====== The data

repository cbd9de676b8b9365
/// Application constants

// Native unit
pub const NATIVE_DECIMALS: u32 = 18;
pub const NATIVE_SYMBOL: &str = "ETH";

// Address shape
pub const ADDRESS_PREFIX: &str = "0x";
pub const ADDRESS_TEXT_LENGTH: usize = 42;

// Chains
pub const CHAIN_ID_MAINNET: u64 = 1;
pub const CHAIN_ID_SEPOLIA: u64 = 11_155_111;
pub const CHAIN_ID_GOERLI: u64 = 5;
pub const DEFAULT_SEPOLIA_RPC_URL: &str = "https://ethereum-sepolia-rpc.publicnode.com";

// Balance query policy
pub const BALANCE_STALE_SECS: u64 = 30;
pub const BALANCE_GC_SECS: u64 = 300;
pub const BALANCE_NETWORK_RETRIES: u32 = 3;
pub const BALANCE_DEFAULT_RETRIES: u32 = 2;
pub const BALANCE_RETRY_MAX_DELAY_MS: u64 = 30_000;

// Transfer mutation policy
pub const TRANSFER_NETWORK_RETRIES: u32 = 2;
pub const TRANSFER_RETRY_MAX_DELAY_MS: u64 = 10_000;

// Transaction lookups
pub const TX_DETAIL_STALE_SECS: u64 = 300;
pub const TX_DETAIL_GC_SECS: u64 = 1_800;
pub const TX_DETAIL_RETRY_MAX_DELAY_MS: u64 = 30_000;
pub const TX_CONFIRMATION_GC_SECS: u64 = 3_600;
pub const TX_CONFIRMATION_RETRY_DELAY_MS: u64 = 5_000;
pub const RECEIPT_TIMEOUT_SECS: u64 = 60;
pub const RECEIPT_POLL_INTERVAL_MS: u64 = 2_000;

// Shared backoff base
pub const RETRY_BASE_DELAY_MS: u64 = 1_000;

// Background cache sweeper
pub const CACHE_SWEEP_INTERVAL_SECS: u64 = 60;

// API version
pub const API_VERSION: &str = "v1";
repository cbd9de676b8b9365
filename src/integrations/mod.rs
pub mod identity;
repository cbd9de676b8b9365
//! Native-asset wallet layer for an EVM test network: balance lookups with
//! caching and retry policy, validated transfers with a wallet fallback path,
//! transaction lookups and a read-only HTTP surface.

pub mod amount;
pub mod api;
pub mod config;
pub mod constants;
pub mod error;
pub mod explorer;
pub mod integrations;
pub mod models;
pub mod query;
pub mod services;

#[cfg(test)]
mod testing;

============
====== The data

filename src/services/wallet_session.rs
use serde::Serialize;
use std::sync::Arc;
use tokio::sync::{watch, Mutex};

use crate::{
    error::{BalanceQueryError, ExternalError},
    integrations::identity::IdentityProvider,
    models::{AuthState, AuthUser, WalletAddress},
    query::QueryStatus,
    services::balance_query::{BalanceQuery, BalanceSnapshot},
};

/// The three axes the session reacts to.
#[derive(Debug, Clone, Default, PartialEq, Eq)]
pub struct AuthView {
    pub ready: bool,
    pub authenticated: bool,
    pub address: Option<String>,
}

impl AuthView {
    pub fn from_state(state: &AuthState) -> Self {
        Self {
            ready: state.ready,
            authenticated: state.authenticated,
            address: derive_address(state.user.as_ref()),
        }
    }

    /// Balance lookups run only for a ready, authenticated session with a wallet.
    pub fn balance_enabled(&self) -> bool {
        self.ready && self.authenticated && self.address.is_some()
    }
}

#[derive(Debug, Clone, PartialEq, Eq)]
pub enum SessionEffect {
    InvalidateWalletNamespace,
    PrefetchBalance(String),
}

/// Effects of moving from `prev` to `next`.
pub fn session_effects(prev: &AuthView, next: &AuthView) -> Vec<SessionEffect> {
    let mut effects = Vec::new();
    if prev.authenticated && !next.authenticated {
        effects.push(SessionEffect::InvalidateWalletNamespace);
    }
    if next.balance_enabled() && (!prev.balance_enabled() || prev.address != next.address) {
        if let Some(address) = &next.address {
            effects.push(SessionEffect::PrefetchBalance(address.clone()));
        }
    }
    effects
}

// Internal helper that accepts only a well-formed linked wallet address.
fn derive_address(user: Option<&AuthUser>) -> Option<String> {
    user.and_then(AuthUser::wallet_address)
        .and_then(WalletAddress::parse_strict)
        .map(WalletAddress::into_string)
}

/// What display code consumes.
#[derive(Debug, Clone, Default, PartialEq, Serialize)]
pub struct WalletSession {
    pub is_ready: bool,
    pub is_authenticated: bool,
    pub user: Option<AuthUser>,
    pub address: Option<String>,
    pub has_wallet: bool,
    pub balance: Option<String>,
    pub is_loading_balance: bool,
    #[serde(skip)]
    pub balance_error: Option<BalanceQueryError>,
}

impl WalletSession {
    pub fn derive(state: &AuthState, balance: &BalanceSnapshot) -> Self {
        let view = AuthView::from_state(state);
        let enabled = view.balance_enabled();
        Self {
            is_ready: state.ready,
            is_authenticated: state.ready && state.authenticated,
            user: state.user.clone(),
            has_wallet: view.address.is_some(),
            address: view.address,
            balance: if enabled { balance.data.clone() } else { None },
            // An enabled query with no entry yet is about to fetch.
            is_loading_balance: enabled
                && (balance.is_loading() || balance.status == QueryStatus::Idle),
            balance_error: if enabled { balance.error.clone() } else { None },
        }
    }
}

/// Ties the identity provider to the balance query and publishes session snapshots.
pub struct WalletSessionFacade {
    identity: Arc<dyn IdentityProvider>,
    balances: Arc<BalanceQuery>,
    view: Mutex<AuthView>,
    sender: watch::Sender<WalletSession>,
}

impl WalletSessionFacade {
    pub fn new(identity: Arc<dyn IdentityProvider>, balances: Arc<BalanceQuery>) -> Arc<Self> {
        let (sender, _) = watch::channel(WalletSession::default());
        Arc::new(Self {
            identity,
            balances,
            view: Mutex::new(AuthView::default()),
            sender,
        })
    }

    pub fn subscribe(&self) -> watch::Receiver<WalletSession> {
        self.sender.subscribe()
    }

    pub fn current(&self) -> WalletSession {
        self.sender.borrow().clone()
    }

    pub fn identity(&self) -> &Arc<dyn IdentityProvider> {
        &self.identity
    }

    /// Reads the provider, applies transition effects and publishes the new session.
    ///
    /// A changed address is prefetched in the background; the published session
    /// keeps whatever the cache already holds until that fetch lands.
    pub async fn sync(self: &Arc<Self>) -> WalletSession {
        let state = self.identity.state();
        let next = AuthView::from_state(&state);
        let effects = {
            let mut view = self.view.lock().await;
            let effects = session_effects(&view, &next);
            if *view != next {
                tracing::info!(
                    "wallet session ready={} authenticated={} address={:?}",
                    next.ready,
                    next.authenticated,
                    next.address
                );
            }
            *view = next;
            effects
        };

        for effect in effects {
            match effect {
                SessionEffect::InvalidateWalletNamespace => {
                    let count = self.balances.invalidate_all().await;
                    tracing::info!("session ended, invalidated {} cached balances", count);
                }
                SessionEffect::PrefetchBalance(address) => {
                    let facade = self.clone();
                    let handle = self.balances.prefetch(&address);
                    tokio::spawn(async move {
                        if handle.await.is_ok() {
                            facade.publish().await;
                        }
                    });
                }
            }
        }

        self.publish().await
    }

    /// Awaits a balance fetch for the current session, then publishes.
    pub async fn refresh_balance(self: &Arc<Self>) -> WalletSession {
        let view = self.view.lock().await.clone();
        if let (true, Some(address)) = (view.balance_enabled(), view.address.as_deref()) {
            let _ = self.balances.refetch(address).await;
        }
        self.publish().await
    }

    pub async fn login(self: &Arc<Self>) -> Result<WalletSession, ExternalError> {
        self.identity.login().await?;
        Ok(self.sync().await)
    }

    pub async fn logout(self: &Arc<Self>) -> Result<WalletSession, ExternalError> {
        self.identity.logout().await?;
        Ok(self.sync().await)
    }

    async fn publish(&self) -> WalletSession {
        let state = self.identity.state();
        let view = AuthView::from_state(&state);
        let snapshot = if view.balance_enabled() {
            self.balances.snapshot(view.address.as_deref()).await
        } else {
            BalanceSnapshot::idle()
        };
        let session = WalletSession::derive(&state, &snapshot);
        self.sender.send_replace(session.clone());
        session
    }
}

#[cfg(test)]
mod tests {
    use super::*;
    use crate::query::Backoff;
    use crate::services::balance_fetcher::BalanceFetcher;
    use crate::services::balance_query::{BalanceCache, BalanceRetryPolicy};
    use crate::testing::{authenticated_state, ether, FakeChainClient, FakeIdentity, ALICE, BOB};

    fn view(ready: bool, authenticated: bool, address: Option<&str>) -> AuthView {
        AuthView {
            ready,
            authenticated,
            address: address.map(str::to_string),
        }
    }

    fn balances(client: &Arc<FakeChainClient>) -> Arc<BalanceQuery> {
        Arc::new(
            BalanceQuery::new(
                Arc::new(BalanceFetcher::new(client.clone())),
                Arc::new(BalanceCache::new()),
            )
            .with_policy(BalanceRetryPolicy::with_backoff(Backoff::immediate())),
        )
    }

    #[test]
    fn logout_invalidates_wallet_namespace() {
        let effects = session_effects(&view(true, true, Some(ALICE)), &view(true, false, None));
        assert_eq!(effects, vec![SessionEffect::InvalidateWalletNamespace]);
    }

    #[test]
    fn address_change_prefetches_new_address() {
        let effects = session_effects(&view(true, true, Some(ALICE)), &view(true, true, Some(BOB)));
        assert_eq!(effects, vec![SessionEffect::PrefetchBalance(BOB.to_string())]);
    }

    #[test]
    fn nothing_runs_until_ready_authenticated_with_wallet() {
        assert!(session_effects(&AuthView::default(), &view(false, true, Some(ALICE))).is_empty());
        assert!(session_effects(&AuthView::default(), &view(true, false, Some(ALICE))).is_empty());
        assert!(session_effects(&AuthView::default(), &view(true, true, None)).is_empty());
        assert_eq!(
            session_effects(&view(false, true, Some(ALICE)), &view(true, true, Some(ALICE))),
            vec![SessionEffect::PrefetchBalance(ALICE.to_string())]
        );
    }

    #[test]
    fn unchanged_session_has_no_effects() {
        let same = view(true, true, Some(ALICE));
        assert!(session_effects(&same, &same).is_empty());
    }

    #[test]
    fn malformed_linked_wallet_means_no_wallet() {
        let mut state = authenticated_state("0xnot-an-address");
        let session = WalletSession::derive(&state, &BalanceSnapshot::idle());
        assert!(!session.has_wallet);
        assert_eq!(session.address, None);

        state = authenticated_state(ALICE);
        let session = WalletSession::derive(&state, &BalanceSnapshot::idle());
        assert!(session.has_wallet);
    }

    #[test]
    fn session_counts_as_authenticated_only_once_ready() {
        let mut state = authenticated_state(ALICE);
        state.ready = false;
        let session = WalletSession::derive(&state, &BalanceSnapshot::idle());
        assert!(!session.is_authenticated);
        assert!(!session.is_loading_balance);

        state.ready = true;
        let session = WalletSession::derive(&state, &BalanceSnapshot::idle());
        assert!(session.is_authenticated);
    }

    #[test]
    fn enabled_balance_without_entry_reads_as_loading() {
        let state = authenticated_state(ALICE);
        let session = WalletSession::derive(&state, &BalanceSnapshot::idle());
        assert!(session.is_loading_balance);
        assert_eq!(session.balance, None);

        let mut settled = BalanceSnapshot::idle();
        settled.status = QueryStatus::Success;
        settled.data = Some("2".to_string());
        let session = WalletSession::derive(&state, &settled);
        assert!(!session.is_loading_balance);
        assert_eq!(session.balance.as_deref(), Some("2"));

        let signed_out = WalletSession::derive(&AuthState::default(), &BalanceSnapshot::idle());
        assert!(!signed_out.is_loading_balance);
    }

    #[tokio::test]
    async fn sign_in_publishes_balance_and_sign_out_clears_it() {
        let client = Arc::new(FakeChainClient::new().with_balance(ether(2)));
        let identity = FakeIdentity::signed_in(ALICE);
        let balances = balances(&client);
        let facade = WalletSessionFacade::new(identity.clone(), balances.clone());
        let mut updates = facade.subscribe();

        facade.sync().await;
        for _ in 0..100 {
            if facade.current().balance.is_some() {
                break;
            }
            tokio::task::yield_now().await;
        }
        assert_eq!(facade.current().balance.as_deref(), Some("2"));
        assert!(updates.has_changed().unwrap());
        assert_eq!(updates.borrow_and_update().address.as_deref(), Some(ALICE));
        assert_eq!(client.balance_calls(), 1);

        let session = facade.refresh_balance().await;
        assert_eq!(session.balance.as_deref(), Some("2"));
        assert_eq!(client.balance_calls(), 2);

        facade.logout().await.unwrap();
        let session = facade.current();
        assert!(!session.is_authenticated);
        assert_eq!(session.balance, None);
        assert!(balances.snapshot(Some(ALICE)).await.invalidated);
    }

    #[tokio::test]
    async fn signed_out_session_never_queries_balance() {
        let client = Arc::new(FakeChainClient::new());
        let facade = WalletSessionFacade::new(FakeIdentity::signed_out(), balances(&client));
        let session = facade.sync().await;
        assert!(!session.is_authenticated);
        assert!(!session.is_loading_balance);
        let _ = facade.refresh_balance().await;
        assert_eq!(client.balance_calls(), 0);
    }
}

============
====== The data

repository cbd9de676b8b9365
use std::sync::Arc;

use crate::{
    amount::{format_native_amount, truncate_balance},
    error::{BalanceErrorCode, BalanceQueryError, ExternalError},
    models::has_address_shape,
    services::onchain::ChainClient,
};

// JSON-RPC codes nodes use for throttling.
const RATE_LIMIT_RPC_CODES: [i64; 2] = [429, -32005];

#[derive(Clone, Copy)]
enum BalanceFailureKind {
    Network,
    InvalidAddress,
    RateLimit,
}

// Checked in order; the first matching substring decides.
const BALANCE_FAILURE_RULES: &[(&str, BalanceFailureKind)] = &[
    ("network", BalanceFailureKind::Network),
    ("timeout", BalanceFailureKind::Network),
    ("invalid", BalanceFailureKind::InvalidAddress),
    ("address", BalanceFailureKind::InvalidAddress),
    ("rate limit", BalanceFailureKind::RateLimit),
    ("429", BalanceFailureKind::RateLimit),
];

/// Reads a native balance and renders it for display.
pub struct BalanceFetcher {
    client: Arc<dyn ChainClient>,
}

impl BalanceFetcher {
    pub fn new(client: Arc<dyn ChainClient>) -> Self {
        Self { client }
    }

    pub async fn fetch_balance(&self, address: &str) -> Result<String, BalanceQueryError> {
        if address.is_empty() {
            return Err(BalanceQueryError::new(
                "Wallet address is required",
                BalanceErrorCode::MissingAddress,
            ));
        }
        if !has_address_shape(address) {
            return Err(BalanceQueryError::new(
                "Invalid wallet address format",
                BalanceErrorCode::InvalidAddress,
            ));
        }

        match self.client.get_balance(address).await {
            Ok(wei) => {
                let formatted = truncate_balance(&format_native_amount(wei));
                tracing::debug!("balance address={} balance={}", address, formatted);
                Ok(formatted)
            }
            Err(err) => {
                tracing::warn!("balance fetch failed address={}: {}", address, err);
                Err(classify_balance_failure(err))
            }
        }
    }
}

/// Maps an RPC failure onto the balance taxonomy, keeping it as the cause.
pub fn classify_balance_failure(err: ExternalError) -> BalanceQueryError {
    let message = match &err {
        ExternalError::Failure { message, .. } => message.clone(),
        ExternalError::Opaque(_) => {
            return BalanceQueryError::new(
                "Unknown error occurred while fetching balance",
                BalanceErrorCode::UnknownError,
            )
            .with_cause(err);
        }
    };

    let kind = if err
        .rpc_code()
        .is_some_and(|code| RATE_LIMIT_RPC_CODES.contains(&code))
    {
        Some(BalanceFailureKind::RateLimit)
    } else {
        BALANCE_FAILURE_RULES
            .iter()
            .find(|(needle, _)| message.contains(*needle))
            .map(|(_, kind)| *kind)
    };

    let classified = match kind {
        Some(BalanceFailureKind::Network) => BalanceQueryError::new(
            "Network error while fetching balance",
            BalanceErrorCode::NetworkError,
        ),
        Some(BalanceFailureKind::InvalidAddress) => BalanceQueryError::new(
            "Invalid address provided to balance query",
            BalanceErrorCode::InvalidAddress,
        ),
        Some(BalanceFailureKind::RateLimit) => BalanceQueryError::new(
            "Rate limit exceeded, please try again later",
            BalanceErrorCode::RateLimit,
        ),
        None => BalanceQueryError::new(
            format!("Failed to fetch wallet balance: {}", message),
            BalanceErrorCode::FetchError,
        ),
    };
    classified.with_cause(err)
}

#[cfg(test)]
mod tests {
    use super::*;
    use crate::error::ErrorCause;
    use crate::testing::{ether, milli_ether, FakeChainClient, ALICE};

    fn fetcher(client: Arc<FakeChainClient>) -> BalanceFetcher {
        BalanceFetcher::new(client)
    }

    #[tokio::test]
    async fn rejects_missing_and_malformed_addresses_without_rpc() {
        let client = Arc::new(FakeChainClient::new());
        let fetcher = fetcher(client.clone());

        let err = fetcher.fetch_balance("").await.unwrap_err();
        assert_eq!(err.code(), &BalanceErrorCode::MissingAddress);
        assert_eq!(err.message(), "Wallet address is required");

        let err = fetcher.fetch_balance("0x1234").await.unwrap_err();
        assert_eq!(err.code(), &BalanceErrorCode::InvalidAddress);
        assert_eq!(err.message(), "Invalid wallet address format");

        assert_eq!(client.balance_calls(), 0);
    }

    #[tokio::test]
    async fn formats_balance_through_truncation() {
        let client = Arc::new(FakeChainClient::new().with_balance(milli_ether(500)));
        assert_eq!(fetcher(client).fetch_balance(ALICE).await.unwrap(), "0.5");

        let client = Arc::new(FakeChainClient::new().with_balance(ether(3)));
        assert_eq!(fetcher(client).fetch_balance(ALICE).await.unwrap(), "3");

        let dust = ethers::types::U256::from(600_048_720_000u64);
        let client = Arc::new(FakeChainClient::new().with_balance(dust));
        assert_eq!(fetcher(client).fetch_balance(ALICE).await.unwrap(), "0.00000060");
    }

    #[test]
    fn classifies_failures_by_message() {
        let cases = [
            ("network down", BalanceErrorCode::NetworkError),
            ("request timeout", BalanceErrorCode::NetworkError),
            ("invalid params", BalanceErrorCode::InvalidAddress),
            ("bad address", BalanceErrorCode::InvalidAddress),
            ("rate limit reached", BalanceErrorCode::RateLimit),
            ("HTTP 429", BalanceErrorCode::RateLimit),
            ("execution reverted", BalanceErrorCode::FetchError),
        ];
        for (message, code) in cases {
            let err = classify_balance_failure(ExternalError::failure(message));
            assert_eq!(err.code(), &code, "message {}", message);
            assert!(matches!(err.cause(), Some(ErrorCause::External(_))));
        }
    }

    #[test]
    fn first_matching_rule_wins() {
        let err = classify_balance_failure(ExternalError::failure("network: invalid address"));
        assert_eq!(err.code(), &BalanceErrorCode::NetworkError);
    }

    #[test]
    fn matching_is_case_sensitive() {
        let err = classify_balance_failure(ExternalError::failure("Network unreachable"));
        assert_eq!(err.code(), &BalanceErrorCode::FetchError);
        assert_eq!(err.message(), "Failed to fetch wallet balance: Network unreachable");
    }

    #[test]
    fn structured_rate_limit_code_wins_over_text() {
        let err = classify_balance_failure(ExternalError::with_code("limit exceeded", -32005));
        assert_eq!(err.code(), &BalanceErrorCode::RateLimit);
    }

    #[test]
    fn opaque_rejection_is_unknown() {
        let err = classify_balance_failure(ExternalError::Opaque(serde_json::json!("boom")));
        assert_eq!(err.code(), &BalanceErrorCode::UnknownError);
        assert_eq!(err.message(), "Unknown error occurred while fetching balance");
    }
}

============

Exercise requirements:
Each line of the material above that contains the word "integrations" counts once; report the total and nothing else.

Written response:
3